Около полутора месяцев Ленин провел в Финляндии – в деревне Ялкала (теперь Ильичево – рядом с Зеленогорском, на Карельском перешейке, ближе к Петрограду, чем к Выборгу; километрах в тридцати от бончевской дачи в Нейволе), в Хельсинки и в Выборге. Подробностей об этих суперконспиративных квартирах немного – и все они несколько анекдотического характера. Десять дней в середине августа он промариновался в доме ни много ни мало начальника полиции Хельсинки – сторонника независимости, естественно, однако формально служившего России – и знавшего, под какими обвинениями ходил в тот момент его жилец. Этот молодой, из рабочих, полицеймейстер носил интересную, ангрибёрдзовскую фамилию Ровио. Его невычурный модерновый дом сохранился (Hakaniementori, 1, пятый этаж; километра полтора от ж.-д. вокзала – не на юг, к Кафедральному собору, Сенатской площади и гавани, куда обычно выносит всех туристов, а, наоборот, на север, через мост – в район Каллио). На доме есть скромная мемориальная доска-табличка. Tori в названии – явно родственно «торгу»: на площади по-прежнему работает большой двухэтажный продуктовый рынок, куда наверняка заходил Ленин; сам Ровио, впрочем, вспоминал, как вечером они с Лениным ходили в парк на прогулки, – вокруг действительно много небольших скверов. Хельсинки в августе – приятное место: не зря там нон-стопом идут опен-эйры. Ленин, можно не сомневаться, в целом чувствовал там себя лучше, чем в опасном, взбаламученном, неухоженном Петрограде. Ровио достал Ленину хороший парик, каждый день бегал на вокзал за русскими газетами и регулярно вынужден был заниматься валютными спекуляциями: в распоряжении Ленина были только рубли, курс постоянно падал, но обменять все деньги разом было неловко, источник появления русских денег у финна мог привлечь внимание, и приходилось сбывать их небольшими порциями.

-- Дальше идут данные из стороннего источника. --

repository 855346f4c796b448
//! TOML config file loading and creation.

mod loader;
mod paths;
mod template;


pub use loader::{load_default, load_from_path};
pub use paths::{create_default_config, default_config_path};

После Ровио Ленин пожил еще у нескольких финнов. С продуктами везде было неважно, кормили Ленина чем придется – например, жаренной в масле свеклой. В один из двух своих визитов Крупская привезла Ленину баночку черной икры. Она была хорошо закрыта, и Ленин попросил госпожу Блумквист (хозяйку) помочь ему открыть. «Когда я увидела содержимое, – вспоминала та, – мне показалось, что это сапожная вакса (я никогда до этого не видела черной икры). Поэтому я взяла сапожную щетку и вместе с банкой внесла в комнату Ильича. Увидев это, Владимир Ильич пришел в ужас и, как сейчас помню, с шаловливой искринкой в глазах по-русски воскликнул: “Нет, нет, это надо кушать!” – и показал мне жестом, что икру кушают, а не чистят ею сапоги».
Факт тот, что Ленин в самом деле очень многим обязан финнам, – и несмотря на нежелание отдавать Финляндию, в декабре 1917-го он подписывает декрет о независимости; ненадолго, полагал он.
Именно к этому периоду, самому началу сентября (когда после неожиданно легкого разрешения «инцидента с Корниловым» выпускают Троцкого и Каменева, большевики оказываются в Смольном, партия снова разрастается и отхватывает всё больше мест в Советах), относится ошарашивающе «мирная» заметка Ленина. Ему вдруг показалось, что «во имя этого мирного развития революции» большевики могут «как партия, предложить добровольный компромисс – правда, не буржуазии, нашему прямому и главному классовому врагу, а нашим ближайшим противникам, “главенствующим” мелкобуржуазно-демократическим партиям, эсерам и меньшевикам. Лишь как исключение, лишь в силу особого положения, которое, очевидно, продержится лишь самое короткое время, мы можем предложить компромисс этим партиям, и мы должны, мне кажется, сделать это. Компромиссом является, с нашей стороны, наш возврат к доиюльскому требованию: вся власть Советам, ответственное перед Советами правительство из эсеров и меньшевиков».
Всю вторую половину сентября и октябрь 17-го, после Хельсинки, Ленин проводит взаперти и, по сути, в изоляции; сначала в Выборге, а затем, вернувшись при помощи Рахьи из Финляндии, окапывается на северной окраине Петрограда. Это была «самоволка», нарушение партдисциплины: ЦК ему сюда приезжать не разрешал.
Квартира Фофановой на Сердобольской, 4, – это у станции Ланская, следующей после Финляндского вокзала по направлению к Дибунам и Репино – где Ленин почти безвылазно провел в заточении, до самого своего окончательного Смольного финала, не так хорошо известна широкой публике, как разливский Шалаш или даже аллилуевская квартира; тут как в последнем «Бонде»: «Никогда прежде не слышал про эту квартиру. – Ну как раз в этом и есть смысл конспиративных квартир».